What you need to do: Using the material below, write out every entry exactly.
--
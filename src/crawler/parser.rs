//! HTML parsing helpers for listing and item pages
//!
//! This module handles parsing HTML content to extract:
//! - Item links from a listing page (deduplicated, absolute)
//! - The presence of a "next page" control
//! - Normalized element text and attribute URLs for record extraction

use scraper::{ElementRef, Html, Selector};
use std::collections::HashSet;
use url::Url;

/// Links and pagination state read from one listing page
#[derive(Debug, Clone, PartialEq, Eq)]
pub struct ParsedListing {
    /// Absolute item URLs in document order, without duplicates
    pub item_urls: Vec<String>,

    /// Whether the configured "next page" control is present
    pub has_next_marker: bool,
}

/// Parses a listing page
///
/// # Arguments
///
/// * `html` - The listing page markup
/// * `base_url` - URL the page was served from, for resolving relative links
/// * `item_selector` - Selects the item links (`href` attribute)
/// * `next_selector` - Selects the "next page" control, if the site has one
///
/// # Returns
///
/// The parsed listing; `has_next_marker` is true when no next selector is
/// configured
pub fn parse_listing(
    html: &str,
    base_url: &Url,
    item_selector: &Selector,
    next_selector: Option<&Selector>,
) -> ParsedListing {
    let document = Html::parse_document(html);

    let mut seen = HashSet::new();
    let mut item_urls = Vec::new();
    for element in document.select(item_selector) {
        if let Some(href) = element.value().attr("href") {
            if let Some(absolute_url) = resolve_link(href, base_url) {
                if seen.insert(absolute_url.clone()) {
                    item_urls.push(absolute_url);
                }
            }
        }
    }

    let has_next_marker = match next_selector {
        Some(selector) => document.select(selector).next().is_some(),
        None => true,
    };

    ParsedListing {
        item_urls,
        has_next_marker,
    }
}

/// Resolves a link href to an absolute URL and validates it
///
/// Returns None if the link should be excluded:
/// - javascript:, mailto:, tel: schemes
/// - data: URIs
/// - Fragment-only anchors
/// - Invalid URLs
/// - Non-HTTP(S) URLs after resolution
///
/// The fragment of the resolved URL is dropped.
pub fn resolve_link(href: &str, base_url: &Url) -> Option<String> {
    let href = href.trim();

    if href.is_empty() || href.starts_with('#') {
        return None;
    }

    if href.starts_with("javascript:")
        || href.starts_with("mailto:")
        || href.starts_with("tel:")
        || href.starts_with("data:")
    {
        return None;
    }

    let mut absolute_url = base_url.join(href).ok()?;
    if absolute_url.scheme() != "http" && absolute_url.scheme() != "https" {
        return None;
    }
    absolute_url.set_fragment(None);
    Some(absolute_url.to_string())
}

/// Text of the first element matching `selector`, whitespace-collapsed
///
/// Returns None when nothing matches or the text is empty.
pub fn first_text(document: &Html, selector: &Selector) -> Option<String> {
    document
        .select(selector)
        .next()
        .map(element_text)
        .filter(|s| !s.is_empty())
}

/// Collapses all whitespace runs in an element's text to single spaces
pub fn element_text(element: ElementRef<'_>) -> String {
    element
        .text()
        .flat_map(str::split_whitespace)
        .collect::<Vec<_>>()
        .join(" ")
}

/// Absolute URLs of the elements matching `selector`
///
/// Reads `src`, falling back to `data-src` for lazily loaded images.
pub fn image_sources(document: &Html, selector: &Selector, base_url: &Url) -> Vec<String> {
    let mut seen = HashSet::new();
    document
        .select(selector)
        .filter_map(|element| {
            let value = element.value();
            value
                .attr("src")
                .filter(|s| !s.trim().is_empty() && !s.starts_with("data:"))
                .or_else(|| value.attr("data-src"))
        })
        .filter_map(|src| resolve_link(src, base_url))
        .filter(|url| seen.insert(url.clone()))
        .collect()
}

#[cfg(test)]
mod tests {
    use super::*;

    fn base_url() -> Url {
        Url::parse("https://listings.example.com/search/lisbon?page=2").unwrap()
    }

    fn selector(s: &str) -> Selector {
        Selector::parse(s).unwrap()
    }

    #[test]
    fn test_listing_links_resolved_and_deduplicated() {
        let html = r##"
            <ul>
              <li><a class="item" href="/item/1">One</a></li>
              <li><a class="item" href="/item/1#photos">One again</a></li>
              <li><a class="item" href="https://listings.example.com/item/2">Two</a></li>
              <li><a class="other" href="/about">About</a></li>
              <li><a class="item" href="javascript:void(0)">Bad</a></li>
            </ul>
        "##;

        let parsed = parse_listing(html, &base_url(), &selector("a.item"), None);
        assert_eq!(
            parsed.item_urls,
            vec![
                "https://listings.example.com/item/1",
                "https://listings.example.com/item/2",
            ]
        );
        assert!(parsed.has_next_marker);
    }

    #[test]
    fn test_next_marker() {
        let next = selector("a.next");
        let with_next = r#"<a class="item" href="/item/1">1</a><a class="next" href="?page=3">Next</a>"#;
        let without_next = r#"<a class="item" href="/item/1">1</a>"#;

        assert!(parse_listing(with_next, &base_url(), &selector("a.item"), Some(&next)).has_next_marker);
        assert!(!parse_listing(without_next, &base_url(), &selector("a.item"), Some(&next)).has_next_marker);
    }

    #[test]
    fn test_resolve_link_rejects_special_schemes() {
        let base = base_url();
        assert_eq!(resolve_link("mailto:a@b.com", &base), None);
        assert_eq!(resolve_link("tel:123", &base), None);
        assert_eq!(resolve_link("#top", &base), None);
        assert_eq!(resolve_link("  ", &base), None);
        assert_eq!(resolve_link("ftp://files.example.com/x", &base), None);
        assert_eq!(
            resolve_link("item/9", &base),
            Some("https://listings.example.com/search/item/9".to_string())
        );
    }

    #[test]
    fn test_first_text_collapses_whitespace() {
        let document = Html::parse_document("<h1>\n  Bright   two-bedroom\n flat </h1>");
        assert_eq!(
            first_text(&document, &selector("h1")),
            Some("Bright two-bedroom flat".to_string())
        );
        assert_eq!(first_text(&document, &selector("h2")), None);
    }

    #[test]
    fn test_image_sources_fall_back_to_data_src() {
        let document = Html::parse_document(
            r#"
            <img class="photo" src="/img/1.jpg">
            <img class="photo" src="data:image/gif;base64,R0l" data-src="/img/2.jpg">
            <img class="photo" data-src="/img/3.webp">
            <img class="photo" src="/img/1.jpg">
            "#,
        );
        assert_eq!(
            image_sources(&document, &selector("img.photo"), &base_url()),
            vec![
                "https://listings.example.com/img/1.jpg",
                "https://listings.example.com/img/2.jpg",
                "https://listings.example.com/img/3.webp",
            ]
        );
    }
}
--
Exercise answer:
filename src/crawler/parser.rs
//! HTML parsing helpers for listing and item pages
//!
//! This module handles parsing HTML content to extract:
//! - Item links from a listing page (deduplicated, absolute)
//! - The presence of a "next page" control
//! - Normalized element text and attribute URLs for record extraction

use scraper::{ElementRef, Html, Selector};
use std::collections::HashSet;
use url::Url;

/// Links and pagination state read from one listing page
#[derive(Debug, Clone, PartialEq, Eq)]
pub struct ParsedListing {
    /// Absolute item URLs in document order, without duplicates
    pub item_urls: Vec<String>,

    /// Whether the configured "next page" control is present
    pub has_next_marker: bool,
}

/// Parses a listing page
///
/// # Arguments
///
/// * `html` - The listing page markup
/// * `base_url` - URL the page was served from, for resolving relative links
/// * `item_selector` - Selects the item links (`href` attribute)
/// * `next_selector` - Selects the "next page" control, if the site has one
///
/// # Returns
///
/// The parsed listing; `has_next_marker` is true when no next selector is
/// configured
pub fn parse_listing(
    html: &str,
    base_url: &Url,
    item_selector: &Selector,
    next_selector: Option<&Selector>,
) -> ParsedListing {
    let document = Html::parse_document(html);

    let mut seen = HashSet::new();
    let mut item_urls = Vec::new();
    for element in document.select(item_selector) {
        if let Some(href) = element.value().attr("href") {
            if let Some(absolute_url) = resolve_link(href, base_url) {
                if seen.insert(absolute_url.clone()) {
                    item_urls.push(absolute_url);
                }
            }
        }
    }

    let has_next_marker = match next_selector {
        Some(selector) => document.select(selector).next().is_some(),
        None => true,
    };

    ParsedListing {
        item_urls,
        has_next_marker,
    }
}

/// Resolves a link href to an absolute URL and validates it
///
/// Returns None if the link should be excluded:
/// - javascript:, mailto:, tel: schemes
/// - data: URIs
/// - Fragment-only anchors
/// - Invalid URLs
/// - Non-HTTP(S) URLs after resolution
///
/// The fragment of the resolved URL is dropped.
pub fn resolve_link(href: &str, base_url: &Url) -> Option<String> {
    let href = href.trim();

    if href.is_empty() || href.starts_with('#') {
        return None;
    }

    if href.starts_with("javascript:")
        || href.starts_with("mailto:")
        || href.starts_with("tel:")
        || href.starts_with("data:")
    {
        return None;
    }

    let mut absolute_url = base_url.join(href).ok()?;
    if absolute_url.scheme() != "http" && absolute_url.scheme() != "https" {
        return None;
    }
    absolute_url.set_fragment(None);
    Some(absolute_url.to_string())
}

/// Text of the first element matching `selector`, whitespace-collapsed
///
/// Returns None when nothing matches or the text is empty.
pub fn first_text(document: &Html, selector: &Selector) -> Option<String> {
    document
        .select(selector)
        .next()
        .map(element_text)
        .filter(|s| !s.is_empty())
}

/// Collapses all whitespace runs in an element's text to single spaces
pub fn element_text(element: ElementRef<'_>) -> String {
    element
        .text()
        .flat_map(str::split_whitespace)
        .collect::<Vec<_>>()
        .join(" ")
}

/// Absolute URLs of the elements matching `selector`
///
/// Reads `src`, falling back to `data-src` for lazily loaded images.
pub fn image_sources(document: &Html, selector: &Selector, base_url: &Url) -> Vec<String> {
    let mut seen = HashSet::new();
    document
        .select(selector)
        .filter_map(|element| {
            let value = element.value();
            value
                .attr("src")
                .filter(|s| !s.trim().is_empty() && !s.starts_with("data:"))
                .or_else(|| value.attr("data-src"))
        })
        .filter_map(|src| resolve_link(src, base_url))
        .filter(|url| seen.insert(url.clone()))
        .collect()
}

#[cfg(test)]
mod tests {
    use super::*;

    fn base_url() -> Url {
        Url::parse("https://listings.example.com/search/lisbon?page=2").unwrap()
    }

    fn selector(s: &str) -> Selector {
        Selector::parse(s).unwrap()
    }

    #[test]
    fn test_listing_links_resolved_and_deduplicated() {
        let html = r##"
            <ul>
              <li><a class="item" href="/item/1">One</a></li>
              <li><a class="item" href="/item/1#photos">One again</a></li>
              <li><a class="item" href="https://listings.example.com/item/2">Two</a></li>
              <li><a class="other" href="/about">About</a></li>
              <li><a class="item" href="javascript:void(0)">Bad</a></li>
            </ul>
        "##;

        let parsed = parse_listing(html, &base_url(), &selector("a.item"), None);
        assert_eq!(
            parsed.item_urls,
            vec![
                "https://listings.example.com/item/1",
                "https://listings.example.com/item/2",
            ]
        );
        assert!(parsed.has_next_marker);
    }

    #[test]
    fn test_next_marker() {
        let next = selector("a.next");
        let with_next = r#"<a class="item" href="/item/1">1</a><a class="next" href="?page=3">Next</a>"#;
        let without_next = r#"<a class="item" href="/item/1">1</a>"#;

        assert!(parse_listing(with_next, &base_url(), &selector("a.item"), Some(&next)).has_next_marker);
        assert!(!parse_listing(without_next, &base_url(), &selector("a.item"), Some(&next)).has_next_marker);
    }

    #[test]
    fn test_resolve_link_rejects_special_schemes() {
        let base = base_url();
        assert_eq!(resolve_link("mailto:a@b.com", &base), None);
        assert_eq!(resolve_link("tel:123", &base), None);
        assert_eq!(resolve_link("#top", &base), None);
        assert_eq!(resolve_link("  ", &base), None);
        assert_eq!(resolve_link("ftp://files.example.com/x", &base), None);
        assert_eq!(
            resolve_link("item/9", &base),
            Some("https://listings.example.com/search/item/9".to_string())
        );
    }

    #[test]
    fn test_first_text_collapses_whitespace() {
        let document = Html::parse_document("<h1>\n  Bright   two-bedroom\n flat </h1>");
        assert_eq!(
            first_text(&document, &selector("h1")),
            Some("Bright two-bedroom flat".to_string())
        );
        assert_eq!(first_text(&document, &selector("h2")), None);
    }

    #[test]
    fn test_image_sources_fall_back_to_data_src() {
        let document = Html::parse_document(
            r#"
            <img class="photo" src="/img/1.jpg">
            <img class="photo" src="data:image/gif;base64,R0l" data-src="/img/2.jpg">
            <img class="photo" data-src="/img/3.webp">
            <img class="photo" src="/img/1.jpg">
            "#,
        );
        assert_eq!(
            image_sources(&document, &selector("img.photo"), &base_url()),
            vec![
                "https://listings.example.com/img/1.jpg",
                "https://listings.example.com/img/2.jpg",
                "https://listings.example.com/img/3.webp",
            ]
        );
    }
}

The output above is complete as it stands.